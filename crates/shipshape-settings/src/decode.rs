use camino::Utf8PathBuf;
use shipshape_domain::{CheckMap, InvalidCheck, MergeError, Registry};
use tracing::{debug, warn};

use crate::model::{Config, PolicyDocument};

#[derive(Debug, thiserror::Error)]
pub enum ConfigError {
    #[error("failed to parse policy document: {0}")]
    Parse(#[from] serde_yaml::Error),
    #[error("list required under check type '{0}'")]
    NotAList(String),
    #[error(transparent)]
    Merge(#[from] MergeError),
}

/// Parse one `shipshape.yml` document.
///
/// Check types the registry does not know are skipped. A single entry that
/// fails to decode becomes an [`InvalidCheck`] so it is reported when the run
/// happens instead of aborting everything.
pub fn parse_config_yaml(input: &str, registry: &Registry) -> Result<Config, ConfigError> {
    if input.trim().is_empty() {
        return Ok(Config::default());
    }
    let doc: PolicyDocument = serde_yaml::from_str(input)?;
    decode_document(doc, registry)
}

pub(crate) fn decode_document(
    doc: PolicyDocument,
    registry: &Registry,
) -> Result<Config, ConfigError> {
    let mut checks = CheckMap::new();
    for (check_type, entries) in doc.checks {
        if !registry.contains(&check_type) {
            warn!(check_type = %check_type, "unknown check type; skipping");
            continue;
        }
        let entries = match entries {
            serde_yaml::Value::Sequence(entries) => entries,
            serde_yaml::Value::Null => continue,
            _ => return Err(ConfigError::NotAList(check_type)),
        };
        for (index, entry) in entries.into_iter().enumerate() {
            let name = entry_name(&entry);
            let Some(decoded) = registry.decode(&check_type, entry) else {
                continue;
            };
            match decoded {
                Ok(check) => {
                    debug!(check_type = %check_type, check_name = %check.name(), "decoded check");
                    checks.push(check_type.as_str(), check);
                }
                Err(e) => {
                    warn!(check_type = %check_type, index, error = %e, "invalid check definition");
                    let invalid = InvalidCheck::new(name, e.to_string())
                        .requiring_database(registry.requires_database(&check_type));
                    checks.push(check_type.as_str(), Box::new(invalid));
                }
            }
        }
    }

    Ok(Config {
        project_dir: doc
            .project_dir
            .filter(|d| !d.is_empty())
            .map(Utf8PathBuf::from),
        fail_severity: doc.fail_severity,
        checks: (!checks.is_empty()).then_some(checks),
        remediate: false,
    })
}

fn entry_name(entry: &serde_yaml::Value) -> String {
    entry
        .get("name")
        .and_then(serde_yaml::Value::as_str)
        .unwrap_or_default()
        .to_string()
}
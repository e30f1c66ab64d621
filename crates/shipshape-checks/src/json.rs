use std::collections::BTreeMap;

use serde::Deserialize;
use serde_json::Value;
use shipshape_domain::merge::merge_vec_by_key;
use shipshape_domain::{Check, CheckBase, KeyValue, MergeError, RunContext, downcast_check};

use crate::structured::{FileSource, evaluate_rules, parse_documents, parse_json};

/// Key-value rules over JSON files, e.g. `composer.json`.
#[derive(Clone, Debug, Default, Deserialize)]
#[serde(rename_all = "kebab-case")]
pub struct JsonCheck {
    #[serde(flatten)]
    pub base: CheckBase,
    #[serde(flatten)]
    pub source: FileSource,
    #[serde(default)]
    pub key_values: Vec<KeyValue>,
    #[serde(skip)]
    documents: BTreeMap<String, Value>,
}

impl Check for JsonCheck {
    fn base(&self) -> &CheckBase {
        &self.base
    }

    fn base_mut(&mut self) -> &mut CheckBase {
        &mut self.base
    }

    fn merge(&mut self, other: &dyn Check) -> Result<(), MergeError> {
        let other = downcast_check::<Self>(other)?;
        self.base.merge(&other.base)?;
        self.source.merge(&other.source);
        merge_vec_by_key(&mut self.key_values, &other.key_values, |kv| kv.key.clone());
        Ok(())
    }

    fn fetch_data(&mut self, ctx: &RunContext) {
        self.source.fetch(&mut self.base, ctx);
    }

    fn unmarshal_data_map(&mut self) {
        self.documents = parse_documents(&mut self.base, "json error", parse_json);
    }

    fn run_check(&mut self, _ctx: &RunContext) {
        evaluate_rules(&mut self.base, &self.documents, &self.key_values);
    }
}
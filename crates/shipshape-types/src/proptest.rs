//! Property-based tests for the types crate.
//!
//! These tests use proptest to verify invariants around:
//! - remediation status roll-up for arbitrary outcome multisets
//! - result status derivation from breaches

use crate::{Breach, CheckResult, CheckStatus, CheckType, RemediationCounts, RemediationStatus, Severity};
use proptest::prelude::*;

fn arb_status() -> impl Strategy<Value = RemediationStatus> {
    prop_oneof![
        Just(RemediationStatus::NoSupport),
        Just(RemediationStatus::Success),
        Just(RemediationStatus::Failed),
        Just(RemediationStatus::Partial),
    ]
}

fn tally(statuses: &[RemediationStatus]) -> RemediationCounts {
    let mut counts = RemediationCounts::default();
    for s in statuses {
        counts.record(*s);
    }
    counts
}

proptest! {
    #[test]
    fn any_partial_rolls_up_to_partial(mut statuses in prop::collection::vec(arb_status(), 0..20)) {
        statuses.push(RemediationStatus::Partial);
        prop_assert_eq!(tally(&statuses).overall(), RemediationStatus::Partial);
    }

    #[test]
    fn uniform_outcomes_roll_up_to_themselves(status in arb_status(), n in 1usize..20) {
        let statuses = vec![status; n];
        prop_assert_eq!(tally(&statuses).overall(), status);
    }

    #[test]
    fn success_mixed_with_unsuccessful_is_partial(
        successes in 1usize..10,
        failures in 0usize..10,
        unsupported in 0usize..10,
    ) {
        prop_assume!(failures + unsupported > 0);
        let mut statuses = vec![RemediationStatus::Success; successes];
        statuses.extend(vec![RemediationStatus::Failed; failures]);
        statuses.extend(vec![RemediationStatus::NoSupport; unsupported]);
        prop_assert_eq!(tally(&statuses).overall(), RemediationStatus::Partial);
    }

    #[test]
    fn roll_up_ignores_order(mut statuses in prop::collection::vec(arb_status(), 0..20)) {
        let before = tally(&statuses).overall();
        statuses.reverse();
        prop_assert_eq!(tally(&statuses).overall(), before);
    }

    #[test]
    fn status_is_fail_iff_breaches(
        breaches in 0usize..5,
        passes in 0usize..5,
        remediate in any::<bool>(),
    ) {
        let mut r = CheckResult::new("c", CheckType::from("file"), Severity::Normal);
        r.passes = (0..passes).map(|i| format!("pass {i}")).collect();
        r.breaches = (0..breaches).map(|i| Breach::value(format!("breach {i}"))).collect();
        r.determine_status(remediate);

        let expected = if breaches > 0 { CheckStatus::Fail } else { CheckStatus::Pass };
        prop_assert_eq!(r.status, Some(expected));
    }
}
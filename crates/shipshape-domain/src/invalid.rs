use crate::check::{Check, CheckBase, MergeError, RunContext};

/// Stands in for a policy entry that could not be decoded.
///
/// It never fetches data or evaluates policy; running it records the decode
/// error as a breach so the rest of the run carries on.
#[derive(Clone, Debug)]
pub struct InvalidCheck {
    base: CheckBase,
    error: String,
    requires_database: bool,
}

impl InvalidCheck {
    pub fn new(name: impl Into<String>, error: impl Into<String>) -> Self {
        Self {
            base: CheckBase::named(name),
            error: error.into(),
            requires_database: false,
        }
    }

    /// Marks the placeholder as standing in for a database-backed check type,
    /// so excluding database checks drops it too.
    pub fn requiring_database(mut self, requires_database: bool) -> Self {
        self.requires_database = requires_database;
        self
    }

    pub fn error(&self) -> &str {
        &self.error
    }

    /// Same error, attached to another check's name.
    pub fn renamed(&self, name: &str) -> Self {
        Self::new(name, self.error.clone()).requiring_database(self.requires_database)
    }
}

impl Check for InvalidCheck {
    fn base(&self) -> &CheckBase {
        &self.base
    }

    fn base_mut(&mut self) -> &mut CheckBase {
        &mut self.base
    }

    /// The decode error stays authoritative; later overrides are ignored.
    fn merge(&mut self, _other: &dyn Check) -> Result<(), MergeError> {
        Ok(())
    }

    fn requires_data(&self) -> bool {
        false
    }

    fn requires_database(&self) -> bool {
        self.requires_database
    }

    fn run_check(&mut self, _ctx: &RunContext) {
        let error = self.error.clone();
        self.base.add_value_breach("invalid configuration", error);
    }
}
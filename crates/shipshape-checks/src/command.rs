//! Runs external programs with an optional wall-clock limit.

use std::io::{self, Read};
use std::process::{Child, Command, ExitStatus, Stdio};
use std::thread::{self, JoinHandle};
use std::time::{Duration, Instant};

use camino::Utf8Path;
use tracing::debug;

const POLL_INTERVAL: Duration = Duration::from_millis(10);

#[derive(Debug, thiserror::Error)]
pub enum CommandError {
    #[error("{program}: {source}")]
    NotFound {
        program: String,
        #[source]
        source: io::Error,
    },
    #[error("failed to run {program}: {source}")]
    Spawn {
        program: String,
        #[source]
        source: io::Error,
    },
    #[error("{program} exited with {status}: {stderr}")]
    Failed {
        program: String,
        status: ExitStatus,
        stderr: String,
    },
    #[error("{program} timed out after {}s", .timeout.as_secs())]
    TimedOut { program: String, timeout: Duration },
}

impl CommandError {
    /// The most useful single-line description: the child's stderr when it
    /// failed, the error itself otherwise.
    pub fn message(&self) -> String {
        match self {
            CommandError::Failed { stderr, .. } if !stderr.trim().is_empty() => {
                normalise_stderr(stderr)
            }
            other => other.to_string(),
        }
    }
}

/// Trims the output and drops the wrapped-line indentation some PHP console
/// tools put into their error boxes.
pub fn normalise_stderr(stderr: &str) -> String {
    stderr.trim().replace("  \n  ", "")
}

/// Runs `program` with `args` in `dir` (the current directory when `None`)
/// and returns its stdout.
///
/// A non-zero exit becomes [`CommandError::Failed`] carrying stderr. When
/// `timeout` elapses first the child is killed.
pub fn run_command(
    program: &str,
    args: &[String],
    dir: Option<&Utf8Path>,
    timeout: Option<Duration>,
) -> Result<Vec<u8>, CommandError> {
    debug!(program, ?args, ?timeout, "running command");
    let mut command = Command::new(program);
    if let Some(dir) = dir {
        command.current_dir(dir);
    }
    let mut child = command
        .args(args)
        .stdin(Stdio::null())
        .stdout(Stdio::piped())
        .stderr(Stdio::piped())
        .spawn()
        .map_err(|source| {
            let program = program.to_string();
            if source.kind() == io::ErrorKind::NotFound {
                CommandError::NotFound { program, source }
            } else {
                CommandError::Spawn { program, source }
            }
        })?;

    let stdout = child.stdout.take().map(drain);
    let stderr = child.stderr.take().map(drain);

    let status = wait(&mut child, timeout).map_err(|e| match e {
        Waited::Io(source) => CommandError::Spawn {
            program: program.to_string(),
            source,
        },
        Waited::TimedOut(timeout) => CommandError::TimedOut {
            program: program.to_string(),
            timeout,
        },
    })?;

    let stdout = collect(stdout);
    let stderr = collect(stderr);
    if !status.success() {
        return Err(CommandError::Failed {
            program: program.to_string(),
            status,
            stderr: String::from_utf8_lossy(&stderr).into_owned(),
        });
    }
    Ok(stdout)
}

enum Waited {
    Io(io::Error),
    TimedOut(Duration),
}

fn wait(child: &mut Child, timeout: Option<Duration>) -> Result<ExitStatus, Waited> {
    let Some(timeout) = timeout else {
        return child.wait().map_err(Waited::Io);
    };
    let started = Instant::now();
    loop {
        if let Some(status) = child.try_wait().map_err(Waited::Io)? {
            return Ok(status);
        }
        if started.elapsed() >= timeout {
            // The child may already be gone; either way it is reaped below.
            let _ = child.kill();
            let _ = child.wait();
            return Err(Waited::TimedOut(timeout));
        }
        thread::sleep(POLL_INTERVAL);
    }
}

fn drain<R: Read + Send + 'static>(mut pipe: R) -> JoinHandle<Vec<u8>> {
    thread::spawn(move || {
        let mut buf = Vec::new();
        let _ = pipe.read_to_end(&mut buf);
        buf
    })
}

fn collect(handle: Option<JoinHandle<Vec<u8>>>) -> Vec<u8> {
    handle
        .and_then(|h| h.join().ok())
        .unwrap_or_default()
}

******************************

WHAT YOU ARE ASKED TO DO> Only the lines from the top of the data through the line that contains "debug!(check_type = %check_type, check_name" should be quoted, exactly as they stand.

EXERCISE RESPONSE>
filename crates/shipshape-settings/src/decode.rs
use camino::Utf8PathBuf;
use shipshape_domain::{CheckMap, InvalidCheck, MergeError, Registry};
use tracing::{debug, warn};

use crate::model::{Config, PolicyDocument};

#[derive(Debug, thiserror::Error)]
pub enum ConfigError {
    #[error("failed to parse policy document: {0}")]
    Parse(#[from] serde_yaml::Error),
    #[error("list required under check type '{0}'")]
    NotAList(String),
    #[error(transparent)]
    Merge(#[from] MergeError),
}

/// Parse one `shipshape.yml` document.
///
/// Check types the registry does not know are skipped. A single entry that
/// fails to decode becomes an [`InvalidCheck`] so it is reported when the run
/// happens instead of aborting everything.
pub fn parse_config_yaml(input: &str, registry: &Registry) -> Result<Config, ConfigError> {
    if input.trim().is_empty() {
        return Ok(Config::default());
    }
    let doc: PolicyDocument = serde_yaml::from_str(input)?;
    decode_document(doc, registry)
}

pub(crate) fn decode_document(
    doc: PolicyDocument,
    registry: &Registry,
) -> Result<Config, ConfigError> {
    let mut checks = CheckMap::new();
    for (check_type, entries) in doc.checks {
        if !registry.contains(&check_type) {
            warn!(check_type = %check_type, "unknown check type; skipping");
            continue;
        }
        let entries = match entries {
            serde_yaml::Value::Sequence(entries) => entries,
            serde_yaml::Value::Null => continue,
            _ => return Err(ConfigError::NotAList(check_type)),
        };
        for (index, entry) in entries.into_iter().enumerate() {
            let name = entry_name(&entry);
            let Some(decoded) = registry.decode(&check_type, entry) else {
                continue;
            };
            match decoded {
                Ok(check) => {
                    debug!(check_type = %check_type, check_name = %check.name(), "decoded check");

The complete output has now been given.